## WHAT YOU NEED TO DO
The lines you need are those holding the word "GeneratedIdentifier"; pull them from the material.

(TASK INPUT begins)

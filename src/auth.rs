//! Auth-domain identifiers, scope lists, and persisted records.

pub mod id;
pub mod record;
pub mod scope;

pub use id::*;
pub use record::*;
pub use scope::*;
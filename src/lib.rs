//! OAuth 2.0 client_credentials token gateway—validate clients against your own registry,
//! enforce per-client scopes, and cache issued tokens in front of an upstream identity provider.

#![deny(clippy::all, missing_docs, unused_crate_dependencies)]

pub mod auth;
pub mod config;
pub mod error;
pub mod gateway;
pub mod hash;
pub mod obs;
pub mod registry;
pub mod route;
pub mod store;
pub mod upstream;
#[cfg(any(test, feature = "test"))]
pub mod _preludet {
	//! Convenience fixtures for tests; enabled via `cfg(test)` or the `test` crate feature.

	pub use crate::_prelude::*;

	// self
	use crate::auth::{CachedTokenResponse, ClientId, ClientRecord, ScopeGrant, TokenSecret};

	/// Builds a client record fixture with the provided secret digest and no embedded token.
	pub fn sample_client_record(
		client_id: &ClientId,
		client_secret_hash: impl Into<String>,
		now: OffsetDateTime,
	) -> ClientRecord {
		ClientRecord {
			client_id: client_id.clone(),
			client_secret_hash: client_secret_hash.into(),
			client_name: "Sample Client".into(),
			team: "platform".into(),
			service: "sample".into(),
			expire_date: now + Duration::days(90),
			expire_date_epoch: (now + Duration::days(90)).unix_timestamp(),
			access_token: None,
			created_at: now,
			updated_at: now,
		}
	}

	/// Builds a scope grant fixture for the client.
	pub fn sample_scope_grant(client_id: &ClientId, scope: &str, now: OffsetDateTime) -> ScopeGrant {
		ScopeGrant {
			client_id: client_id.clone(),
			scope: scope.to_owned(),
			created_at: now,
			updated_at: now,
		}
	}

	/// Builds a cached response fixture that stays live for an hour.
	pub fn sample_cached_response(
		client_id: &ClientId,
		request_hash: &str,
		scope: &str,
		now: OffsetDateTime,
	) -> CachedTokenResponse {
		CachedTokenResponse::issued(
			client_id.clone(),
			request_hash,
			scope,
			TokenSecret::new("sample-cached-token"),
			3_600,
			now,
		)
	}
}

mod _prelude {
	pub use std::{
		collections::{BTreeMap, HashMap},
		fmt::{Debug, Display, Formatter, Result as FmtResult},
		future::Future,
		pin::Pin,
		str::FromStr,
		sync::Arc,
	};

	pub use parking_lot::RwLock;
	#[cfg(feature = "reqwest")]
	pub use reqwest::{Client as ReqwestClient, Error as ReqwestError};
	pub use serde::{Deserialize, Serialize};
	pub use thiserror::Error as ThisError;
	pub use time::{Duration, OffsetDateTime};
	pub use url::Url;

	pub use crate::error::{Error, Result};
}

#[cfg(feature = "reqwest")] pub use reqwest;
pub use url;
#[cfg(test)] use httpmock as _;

(TASK INPUT ends)
(TASK INPUT begins)

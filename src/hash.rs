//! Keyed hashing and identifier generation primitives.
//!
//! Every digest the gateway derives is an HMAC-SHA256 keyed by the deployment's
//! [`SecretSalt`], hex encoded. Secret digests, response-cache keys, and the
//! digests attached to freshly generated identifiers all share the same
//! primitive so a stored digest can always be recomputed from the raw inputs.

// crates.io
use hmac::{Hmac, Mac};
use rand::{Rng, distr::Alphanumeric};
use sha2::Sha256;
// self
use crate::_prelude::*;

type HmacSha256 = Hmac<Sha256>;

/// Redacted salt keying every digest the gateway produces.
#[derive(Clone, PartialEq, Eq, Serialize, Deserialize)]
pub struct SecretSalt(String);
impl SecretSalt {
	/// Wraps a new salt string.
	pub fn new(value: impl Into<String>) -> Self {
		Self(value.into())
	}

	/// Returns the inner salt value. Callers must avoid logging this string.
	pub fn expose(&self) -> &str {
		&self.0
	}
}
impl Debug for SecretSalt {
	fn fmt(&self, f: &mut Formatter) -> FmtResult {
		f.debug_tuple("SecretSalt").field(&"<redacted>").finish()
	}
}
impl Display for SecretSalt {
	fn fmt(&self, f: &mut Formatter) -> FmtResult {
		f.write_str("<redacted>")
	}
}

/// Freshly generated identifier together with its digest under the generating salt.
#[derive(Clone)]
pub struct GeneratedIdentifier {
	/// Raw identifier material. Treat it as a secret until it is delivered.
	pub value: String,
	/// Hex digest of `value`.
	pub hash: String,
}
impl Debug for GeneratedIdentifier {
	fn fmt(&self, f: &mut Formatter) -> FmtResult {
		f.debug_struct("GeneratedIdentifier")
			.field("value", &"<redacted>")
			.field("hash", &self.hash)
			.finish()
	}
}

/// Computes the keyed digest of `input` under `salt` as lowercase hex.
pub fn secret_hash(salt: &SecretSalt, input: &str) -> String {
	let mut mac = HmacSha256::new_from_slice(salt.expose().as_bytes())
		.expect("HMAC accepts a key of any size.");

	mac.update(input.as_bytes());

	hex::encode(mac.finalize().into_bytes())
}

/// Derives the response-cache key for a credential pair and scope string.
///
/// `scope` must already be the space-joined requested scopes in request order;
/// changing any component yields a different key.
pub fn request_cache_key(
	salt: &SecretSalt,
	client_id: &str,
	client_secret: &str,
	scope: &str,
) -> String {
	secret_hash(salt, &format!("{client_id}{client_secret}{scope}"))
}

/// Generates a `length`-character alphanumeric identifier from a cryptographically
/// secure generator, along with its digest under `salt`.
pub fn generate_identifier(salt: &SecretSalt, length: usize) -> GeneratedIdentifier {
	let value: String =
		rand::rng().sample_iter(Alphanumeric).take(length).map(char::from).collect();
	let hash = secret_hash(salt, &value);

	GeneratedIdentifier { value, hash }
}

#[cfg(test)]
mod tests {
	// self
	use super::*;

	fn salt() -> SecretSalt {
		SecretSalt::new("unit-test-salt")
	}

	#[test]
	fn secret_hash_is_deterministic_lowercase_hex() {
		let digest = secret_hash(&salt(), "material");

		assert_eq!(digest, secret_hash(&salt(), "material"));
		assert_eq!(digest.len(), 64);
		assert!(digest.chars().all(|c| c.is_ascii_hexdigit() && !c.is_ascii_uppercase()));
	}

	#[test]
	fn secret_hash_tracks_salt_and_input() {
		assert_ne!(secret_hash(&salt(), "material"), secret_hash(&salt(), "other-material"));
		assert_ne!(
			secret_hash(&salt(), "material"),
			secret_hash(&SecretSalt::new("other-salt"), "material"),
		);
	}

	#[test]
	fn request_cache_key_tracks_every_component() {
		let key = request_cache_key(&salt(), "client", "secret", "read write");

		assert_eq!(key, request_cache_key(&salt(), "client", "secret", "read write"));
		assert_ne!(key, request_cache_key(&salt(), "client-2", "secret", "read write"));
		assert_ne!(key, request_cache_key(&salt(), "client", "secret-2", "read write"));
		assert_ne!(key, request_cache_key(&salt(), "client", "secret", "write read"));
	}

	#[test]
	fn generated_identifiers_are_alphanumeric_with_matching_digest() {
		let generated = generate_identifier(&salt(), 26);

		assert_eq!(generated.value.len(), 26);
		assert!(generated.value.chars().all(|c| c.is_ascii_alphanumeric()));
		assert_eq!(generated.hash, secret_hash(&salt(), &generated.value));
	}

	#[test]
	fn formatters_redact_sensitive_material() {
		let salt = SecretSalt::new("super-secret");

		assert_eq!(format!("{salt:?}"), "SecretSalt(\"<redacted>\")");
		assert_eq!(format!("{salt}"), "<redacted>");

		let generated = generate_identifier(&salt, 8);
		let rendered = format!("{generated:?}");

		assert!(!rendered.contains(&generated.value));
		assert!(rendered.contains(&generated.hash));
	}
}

(TASK INPUT ends)
(TASK INPUT begins)

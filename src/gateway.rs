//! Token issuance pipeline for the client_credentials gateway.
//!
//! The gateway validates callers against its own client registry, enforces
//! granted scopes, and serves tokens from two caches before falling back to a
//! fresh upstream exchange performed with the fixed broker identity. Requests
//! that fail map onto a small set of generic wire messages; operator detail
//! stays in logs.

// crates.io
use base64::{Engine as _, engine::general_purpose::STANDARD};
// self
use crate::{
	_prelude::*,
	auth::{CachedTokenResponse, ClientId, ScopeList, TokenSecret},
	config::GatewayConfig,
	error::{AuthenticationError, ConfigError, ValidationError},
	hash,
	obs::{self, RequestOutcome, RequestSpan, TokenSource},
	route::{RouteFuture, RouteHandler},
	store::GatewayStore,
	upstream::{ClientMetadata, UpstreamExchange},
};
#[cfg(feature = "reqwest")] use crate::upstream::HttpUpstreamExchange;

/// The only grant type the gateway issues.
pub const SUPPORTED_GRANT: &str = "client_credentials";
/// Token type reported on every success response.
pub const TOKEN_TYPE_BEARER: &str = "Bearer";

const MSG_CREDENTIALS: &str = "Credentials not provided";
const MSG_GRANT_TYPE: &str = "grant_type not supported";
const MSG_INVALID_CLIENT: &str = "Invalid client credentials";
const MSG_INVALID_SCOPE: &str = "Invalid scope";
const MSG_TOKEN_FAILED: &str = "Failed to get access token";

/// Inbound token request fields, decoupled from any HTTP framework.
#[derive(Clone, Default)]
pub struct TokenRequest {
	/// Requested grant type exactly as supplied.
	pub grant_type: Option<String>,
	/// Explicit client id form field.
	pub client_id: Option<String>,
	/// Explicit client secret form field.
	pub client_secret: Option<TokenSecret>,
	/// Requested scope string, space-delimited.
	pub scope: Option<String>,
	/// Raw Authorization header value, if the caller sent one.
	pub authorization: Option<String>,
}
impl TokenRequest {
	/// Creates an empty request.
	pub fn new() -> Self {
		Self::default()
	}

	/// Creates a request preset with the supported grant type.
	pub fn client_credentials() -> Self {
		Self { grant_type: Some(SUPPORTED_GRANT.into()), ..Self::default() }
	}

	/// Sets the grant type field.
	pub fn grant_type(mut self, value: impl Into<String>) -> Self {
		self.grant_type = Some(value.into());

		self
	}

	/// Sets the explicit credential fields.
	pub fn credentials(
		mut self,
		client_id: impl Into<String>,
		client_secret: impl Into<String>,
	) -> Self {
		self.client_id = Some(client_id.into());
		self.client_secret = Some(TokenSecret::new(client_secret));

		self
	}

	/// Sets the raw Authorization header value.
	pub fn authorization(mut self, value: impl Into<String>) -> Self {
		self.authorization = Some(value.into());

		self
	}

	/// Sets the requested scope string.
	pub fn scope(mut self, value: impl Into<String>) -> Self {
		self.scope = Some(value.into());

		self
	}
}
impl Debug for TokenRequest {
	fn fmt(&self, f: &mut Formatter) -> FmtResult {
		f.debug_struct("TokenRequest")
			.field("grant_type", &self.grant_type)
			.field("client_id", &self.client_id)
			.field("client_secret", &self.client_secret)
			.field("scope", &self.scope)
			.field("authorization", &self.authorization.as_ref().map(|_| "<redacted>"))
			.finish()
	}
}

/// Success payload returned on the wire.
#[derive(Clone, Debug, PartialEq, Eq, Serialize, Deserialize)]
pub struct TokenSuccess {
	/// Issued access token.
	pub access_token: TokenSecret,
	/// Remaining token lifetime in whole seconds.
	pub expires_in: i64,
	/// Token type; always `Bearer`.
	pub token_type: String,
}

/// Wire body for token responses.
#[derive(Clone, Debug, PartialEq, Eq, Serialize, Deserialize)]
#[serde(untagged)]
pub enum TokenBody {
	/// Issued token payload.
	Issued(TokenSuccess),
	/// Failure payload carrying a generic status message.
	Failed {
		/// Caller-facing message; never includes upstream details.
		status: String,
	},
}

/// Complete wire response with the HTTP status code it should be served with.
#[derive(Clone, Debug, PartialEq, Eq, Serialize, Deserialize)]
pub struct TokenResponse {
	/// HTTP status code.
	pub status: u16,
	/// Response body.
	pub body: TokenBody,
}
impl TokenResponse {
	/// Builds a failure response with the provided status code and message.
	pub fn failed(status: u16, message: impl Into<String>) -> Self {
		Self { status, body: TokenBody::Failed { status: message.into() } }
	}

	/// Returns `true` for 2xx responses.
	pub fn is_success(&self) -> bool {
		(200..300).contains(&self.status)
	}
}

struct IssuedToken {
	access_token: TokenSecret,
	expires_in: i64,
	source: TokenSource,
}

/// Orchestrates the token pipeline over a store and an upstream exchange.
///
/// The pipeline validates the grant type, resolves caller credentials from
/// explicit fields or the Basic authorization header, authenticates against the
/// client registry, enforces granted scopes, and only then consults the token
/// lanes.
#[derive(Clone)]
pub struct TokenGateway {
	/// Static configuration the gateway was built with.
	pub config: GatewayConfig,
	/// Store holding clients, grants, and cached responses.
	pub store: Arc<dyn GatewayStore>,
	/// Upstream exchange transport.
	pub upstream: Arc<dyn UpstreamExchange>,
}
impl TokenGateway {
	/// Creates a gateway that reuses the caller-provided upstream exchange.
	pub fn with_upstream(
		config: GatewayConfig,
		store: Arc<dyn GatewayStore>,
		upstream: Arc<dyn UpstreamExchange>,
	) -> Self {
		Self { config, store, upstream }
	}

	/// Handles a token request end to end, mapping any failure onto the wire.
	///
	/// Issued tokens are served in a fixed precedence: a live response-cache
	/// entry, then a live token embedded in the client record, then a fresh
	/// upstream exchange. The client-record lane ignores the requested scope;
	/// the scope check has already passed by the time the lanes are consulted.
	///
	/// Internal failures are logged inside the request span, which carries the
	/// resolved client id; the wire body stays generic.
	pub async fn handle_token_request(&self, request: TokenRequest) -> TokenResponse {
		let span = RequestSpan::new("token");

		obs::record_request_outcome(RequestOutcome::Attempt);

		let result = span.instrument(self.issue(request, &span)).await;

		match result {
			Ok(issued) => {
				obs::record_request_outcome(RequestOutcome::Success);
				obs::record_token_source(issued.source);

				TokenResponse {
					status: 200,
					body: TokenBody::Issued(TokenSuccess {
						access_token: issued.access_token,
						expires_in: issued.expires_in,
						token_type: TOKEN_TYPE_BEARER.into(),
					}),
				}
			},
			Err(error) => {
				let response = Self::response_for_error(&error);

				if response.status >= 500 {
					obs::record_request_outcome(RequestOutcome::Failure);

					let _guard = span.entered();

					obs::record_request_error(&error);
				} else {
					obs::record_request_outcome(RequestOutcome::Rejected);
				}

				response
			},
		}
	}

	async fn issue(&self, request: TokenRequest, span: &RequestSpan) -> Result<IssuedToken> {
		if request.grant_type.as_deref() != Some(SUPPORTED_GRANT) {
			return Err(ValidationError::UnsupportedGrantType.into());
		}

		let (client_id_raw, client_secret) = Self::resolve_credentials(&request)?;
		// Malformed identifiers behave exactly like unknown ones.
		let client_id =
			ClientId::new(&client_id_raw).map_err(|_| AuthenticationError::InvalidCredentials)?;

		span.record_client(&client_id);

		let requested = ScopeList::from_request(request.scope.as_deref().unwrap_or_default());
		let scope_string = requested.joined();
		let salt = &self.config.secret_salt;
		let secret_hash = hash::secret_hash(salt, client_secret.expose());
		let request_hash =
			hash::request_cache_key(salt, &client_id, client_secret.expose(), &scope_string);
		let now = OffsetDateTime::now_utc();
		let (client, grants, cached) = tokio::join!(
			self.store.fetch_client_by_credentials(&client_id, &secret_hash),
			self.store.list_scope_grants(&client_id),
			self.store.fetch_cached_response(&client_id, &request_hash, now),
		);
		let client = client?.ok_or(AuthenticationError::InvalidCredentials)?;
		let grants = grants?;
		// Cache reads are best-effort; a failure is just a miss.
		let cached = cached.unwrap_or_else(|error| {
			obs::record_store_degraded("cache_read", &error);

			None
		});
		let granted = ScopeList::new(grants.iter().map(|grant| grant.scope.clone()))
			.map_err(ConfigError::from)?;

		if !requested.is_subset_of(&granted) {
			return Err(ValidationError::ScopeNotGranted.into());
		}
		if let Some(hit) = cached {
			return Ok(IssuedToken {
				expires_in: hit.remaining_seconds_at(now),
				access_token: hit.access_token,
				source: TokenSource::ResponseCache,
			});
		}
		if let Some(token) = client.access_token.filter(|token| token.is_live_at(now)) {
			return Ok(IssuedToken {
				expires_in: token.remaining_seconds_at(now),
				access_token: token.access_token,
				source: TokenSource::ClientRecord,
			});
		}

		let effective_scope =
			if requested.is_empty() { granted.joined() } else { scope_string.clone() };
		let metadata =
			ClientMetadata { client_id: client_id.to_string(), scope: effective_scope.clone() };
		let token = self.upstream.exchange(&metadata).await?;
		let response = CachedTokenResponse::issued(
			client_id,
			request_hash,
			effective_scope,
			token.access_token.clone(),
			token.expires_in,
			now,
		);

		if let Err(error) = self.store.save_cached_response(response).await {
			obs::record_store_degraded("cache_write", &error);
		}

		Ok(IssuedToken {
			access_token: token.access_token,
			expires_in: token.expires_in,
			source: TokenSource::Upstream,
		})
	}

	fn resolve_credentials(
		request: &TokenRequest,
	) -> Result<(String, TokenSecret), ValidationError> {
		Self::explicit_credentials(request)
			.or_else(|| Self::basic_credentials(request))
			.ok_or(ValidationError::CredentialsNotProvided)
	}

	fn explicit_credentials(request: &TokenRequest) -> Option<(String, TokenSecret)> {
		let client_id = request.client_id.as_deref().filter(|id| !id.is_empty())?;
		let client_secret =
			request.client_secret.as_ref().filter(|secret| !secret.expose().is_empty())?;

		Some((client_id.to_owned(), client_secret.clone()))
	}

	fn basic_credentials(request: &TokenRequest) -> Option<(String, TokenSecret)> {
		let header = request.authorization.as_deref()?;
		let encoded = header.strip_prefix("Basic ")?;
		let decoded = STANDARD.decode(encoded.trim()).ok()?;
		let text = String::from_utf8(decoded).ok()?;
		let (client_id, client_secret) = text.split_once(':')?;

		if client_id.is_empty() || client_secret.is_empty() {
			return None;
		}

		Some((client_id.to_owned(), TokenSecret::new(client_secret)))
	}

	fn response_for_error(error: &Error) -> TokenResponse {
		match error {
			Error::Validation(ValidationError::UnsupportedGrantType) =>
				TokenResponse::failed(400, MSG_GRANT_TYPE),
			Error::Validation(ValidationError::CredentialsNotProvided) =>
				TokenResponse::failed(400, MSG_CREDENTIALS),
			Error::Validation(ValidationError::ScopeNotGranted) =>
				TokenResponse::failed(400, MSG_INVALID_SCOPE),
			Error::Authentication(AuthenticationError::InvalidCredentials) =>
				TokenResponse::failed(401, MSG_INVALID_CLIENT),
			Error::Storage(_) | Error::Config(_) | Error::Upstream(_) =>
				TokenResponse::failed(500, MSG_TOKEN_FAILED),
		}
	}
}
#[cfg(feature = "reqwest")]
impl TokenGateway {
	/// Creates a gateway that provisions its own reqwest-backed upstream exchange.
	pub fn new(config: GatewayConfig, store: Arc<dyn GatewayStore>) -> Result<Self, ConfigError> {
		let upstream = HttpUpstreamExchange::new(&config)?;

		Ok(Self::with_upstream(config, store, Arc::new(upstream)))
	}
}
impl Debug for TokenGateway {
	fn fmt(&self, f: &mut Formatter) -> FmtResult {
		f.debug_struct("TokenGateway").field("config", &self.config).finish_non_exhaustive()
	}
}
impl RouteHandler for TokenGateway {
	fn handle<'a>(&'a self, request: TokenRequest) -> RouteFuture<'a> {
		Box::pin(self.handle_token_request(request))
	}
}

(TASK INPUT ends)

## WRITTEN REPLY
pub struct GeneratedIdentifier {
impl Debug for GeneratedIdentifier {
		f.debug_struct("GeneratedIdentifier")
pub fn generate_identifier(salt: &SecretSalt, length: usize) -> GeneratedIdentifier {
	GeneratedIdentifier { value, hash }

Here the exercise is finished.